For parents and educators all this means that one size does not fit all and that, in Enneagram terms, there are nine different styles of learning. Thus, caregivers need to appreciate and respect differences in children by showing flexibility and adaptability. On an informal basis, we all need to learn how to work with children's type-dependent differences, their attentional styles and corresponding energies. And we need to recognize that environmental influences begin at conception, not at birth.

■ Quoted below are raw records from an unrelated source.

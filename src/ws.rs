//! Websocket companion of the API client.
//!
//! The dashboard pushes live charger readings over a websocket that is
//! authenticated with the same session cookie as the REST API. The reader
//! task publishes every parsed frame on a watch channel; consumers follow
//! the latest value and do not see a backlog.

use crate::api::endpoint;
use crate::api::Error;
use crate::model::LiveData;
use futures_util::{SinkExt, StreamExt};
use tokio::sync::{oneshot, watch, Mutex};
use tokio::task::JoinHandle;
use tokio_tungstenite::connect_async;
use tokio_tungstenite::tungstenite::client::IntoClientRequest;
use tokio_tungstenite::tungstenite::http::header;
use tokio_tungstenite::tungstenite::http::HeaderValue;
use tokio_tungstenite::tungstenite::Message;

pub struct ZenchargerWebSocket {
    live: watch::Receiver<LiveData>,
    shutdown: Mutex<Option<oneshot::Sender<()>>>,
    reader: Mutex<Option<JoinHandle<()>>>,
}

/// Derive the live-feed websocket URL from the dashboard host URL.
fn ws_url(host: &str) -> String {
    let ws_host = if let Some(rest) = host.strip_prefix("https://") {
        format!("wss://{}", rest)
    } else if let Some(rest) = host.strip_prefix("http://") {
        format!("ws://{}", rest)
    } else {
        format!("ws://{}", host)
    };
    format!("{}{}{}", ws_host, endpoint::BASE, endpoint::LIVE)
}

/// The session token is the raw `Set-Cookie` header from login; only its
/// leading `name=value` pair goes back out on the handshake.
fn cookie_pair(token: &str) -> &str {
    token.split(';').next().unwrap_or(token).trim()
}

impl ZenchargerWebSocket {
    /// Connect to the live feed with an already-obtained session token.
    ///
    /// A failure here is the "not ready" signal of the lifecycle layer:
    /// the caller is expected to retry the whole start sequence later.
    pub async fn connect(host: &str, session_token: &str) -> Result<Self, Error> {
        let mut request = ws_url(host)
            .into_client_request()
            .map_err(|e| Error::WebSocket(e.to_string()))?;
        let cookie = HeaderValue::from_str(cookie_pair(session_token))
            .map_err(|e| Error::WebSocket(e.to_string()))?;
        request.headers_mut().insert(header::COOKIE, cookie);

        let (mut stream, _) = connect_async(request)
            .await
            .map_err(|e| Error::WebSocket(e.to_string()))?;

        log::info!("live feed connected to {}", ws_url(host));

        let (live_tx, live_rx) = watch::channel(LiveData::default());
        let (shutdown_tx, mut shutdown_rx) = oneshot::channel::<()>();

        let reader = tokio::spawn(async move {
            loop {
                tokio::select! {
                    _ = &mut shutdown_rx => {
                        let _ = stream.send(Message::Close(None)).await;
                        break;
                    }
                    message = stream.next() => match message {
                        Some(Ok(Message::Text(frame))) => {
                            match serde_json::from_str::<LiveData>(&frame) {
                                Ok(data) => {
                                    let _ = live_tx.send(data);
                                }
                                Err(e) => {
                                    log::warn!("unparseable live frame: {} ({})", frame, e);
                                }
                            }
                        }
                        /* pings are answered by tungstenite itself */
                        Some(Ok(Message::Ping(_))) | Some(Ok(Message::Pong(_))) => {}
                        Some(Ok(Message::Close(_))) | None => {
                            log::info!("live feed closed by server");
                            break;
                        }
                        Some(Ok(other)) => {
                            log::debug!("ignoring non-text live frame: {:?}", other);
                        }
                        Some(Err(e)) => {
                            log::error!("live feed read error: {}", e);
                            break;
                        }
                    }
                }
            }
        });

        Ok(Self {
            live: live_rx,
            shutdown: Mutex::new(Some(shutdown_tx)),
            reader: Mutex::new(Some(reader)),
        })
    }

    /// Follow the live feed. The receiver always holds the latest sample.
    pub fn live(&self) -> watch::Receiver<LiveData> {
        self.live.clone()
    }

    /// Close the websocket and stop the reader task. Idempotent.
    pub async fn disconnect(&self) {
        if let Some(shutdown) = self.shutdown.lock().await.take() {
            let _ = shutdown.send(());
        }
        if let Some(reader) = self.reader.lock().await.take() {
            let _ = reader.await;
        }
    }
}

#[cfg(test)]
mod test {
    use super::*;

    #[test]
    fn ws_url_swaps_scheme() {
        assert_eq!(
            ws_url("https://charger.local"),
            "wss://charger.local/api/v1/ws"
        );
        assert_eq!(
            ws_url("http://192.168.1.40"),
            "ws://192.168.1.40/api/v1/ws"
        );
        assert_eq!(ws_url("charger.local"), "ws://charger.local/api/v1/ws");
    }

    #[test]
    fn cookie_pair_strips_attributes() {
        assert_eq!(
            cookie_pair("sessionId=abc123; Path=/; HttpOnly"),
            "sessionId=abc123"
        );
        assert_eq!(cookie_pair("sessionId=abc123"), "sessionId=abc123");
    }

    #[tokio::test]
    async fn garbage_frames_are_skipped_and_disconnect_is_idempotent() {
        let listener = tokio::net::TcpListener::bind("127.0.0.1:0").await.unwrap();
        let addr = listener.local_addr().unwrap();

        let server = tokio::spawn(async move {
            let (tcp, _) = listener.accept().await.unwrap();
            let mut stream = tokio_tungstenite::accept_async(tcp).await.unwrap();

            stream
                .send(Message::Text(String::from("not json at all")))
                .await
                .unwrap();
            stream
                .send(Message::Text(String::from(
                    r#"{"Power": 7360.0, "Status": "Charging"}"#,
                )))
                .await
                .unwrap();

            /* hold the socket open until the client closes it */
            while let Some(Ok(message)) = stream.next().await {
                if let Message::Close(_) = message {
                    break;
                }
            }
        });

        let socket = ZenchargerWebSocket::connect(
            &format!("http://{}", addr),
            "sessionId=abc123; Path=/; HttpOnly",
        )
        .await
        .unwrap();

        /* the unparseable frame never reaches the channel; the first
         * observable change is the parsed sample */
        let mut live = socket.live();
        live.changed().await.unwrap();
        let data = live.borrow().clone();
        assert_eq!(data.power, Some(7360.0));
        assert_eq!(data.status.as_deref(), Some("Charging"));

        socket.disconnect().await;
        socket.disconnect().await;

        server.await.unwrap();
    }
}
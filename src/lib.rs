pub mod api;
pub mod integration;
pub mod model;
pub mod ws;

pub use api::Error;
use prometheus::{Encoder, Gauge, TextEncoder};
use tokio::sync::watch;
use zencharger_rs::api;
use zencharger_rs::model::LiveData;

lazy_static! {
    static ref POWER_GAUGE: Gauge = register_gauge!(opts!(
        "charger_power",
        "momentary charging power reported by the charger (in W)",
    ))
    .unwrap();
    static ref TOTAL_ENERGY_GAUGE: Gauge = register_gauge!(opts!(
        "charger_total_energy",
        "lifetime energy delivered by the charger (in kWh)",
    ))
    .unwrap();
    static ref CURRENT_LIMIT_GAUGE: Gauge = register_gauge!(opts!(
        "charger_current_limit",
        "configured charging current limit (in mA)",
    ))
    .unwrap();
}

/// Feed one live sample into the Prometheus registry. Fields absent from
/// the sample leave their gauges at the previous value.
fn process_live_data(data: &LiveData) {
    if let Some(power) = data.power {
        POWER_GAUGE.set(power);
    }
    if let Some(total_energy) = data.total_energy {
        TOTAL_ENERGY_GAUGE.set(total_energy);
    }
    if let Some(current_limit) = data.current_limit {
        CURRENT_LIMIT_GAUGE.set(f64::from(current_limit));
    }
}

/// Follow the websocket live feed, updating gauges on every change.
pub async fn feed(mut live: watch::Receiver<LiveData>) {
    while live.changed().await.is_ok() {
        let data = live.borrow().clone();
        process_live_data(&data);
    }
    log::info!("live feed ended, metrics are frozen at last values");
}

/// Read metrics from the Prometheus exporter registry.
pub async fn read() -> Result<String, api::Error> {
    let mut buffer = Vec::new();
    let encoder = TextEncoder::new();
    let metric_families = prometheus::gather();

    encoder
        .encode(&metric_families, &mut buffer)
        .or(Err(api::Error::Internal))?;
    String::from_utf8(buffer).or(Err(api::Error::Internal))
}

#[cfg(test)]
mod test {
    use super::*;

    #[tokio::test]
    async fn live_samples_reach_the_registry() {
        let data = LiveData {
            power: Some(7360.0),
            total_energy: Some(1234.5),
            current_limit: Some(16_000),
            status: Some(String::from("Charging")),
        };
        process_live_data(&data);

        let exported = read().await.unwrap();
        assert!(exported.contains("charger_power 7360"));
        assert!(exported.contains("charger_current_limit 16000"));
    }
}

However, since children manifest temperament differences so early in childhood literally at birth and in the Thomas and Chess work from 3-18 months, what does all this have to say about typing children? Can we not know the child's Enneagram type very early and act accordingly? While the answer often is yes we can type a child early, the danger is not only in misdiagnosis, but also in the naturally occurring non-conscious application of stereotyping according to the parent's stereotype of type. In my view, this is the hazard in typing young children. Hence, even if we could determine type with impunity early (and we can't), this would not be a good practice. As stated above, flexibility and adaptability on the part of caregivers are key. Typing per se needs to best wait until children have abstract thinking in place around age 11-14.
Lastly, it is likely also true that type influences which aspect of the essential self will be most affected. If, for example, a child is born with or develops heightened attention span and alertness/vigilance to danger early in life, this child may be more vulnerable to having the original faith in self and others recede into the background with the concurrent development of fear and mistrust.
Acknowledgments: I wish to thank Laura Baker, Denise Daniels, Carolyn Dawn, Jack Killen, Dan Siegel, and all our students in the Narrative Tradition of the types speaking for themselves for their contribution to this work and to my understandings of childhood origins. - DD.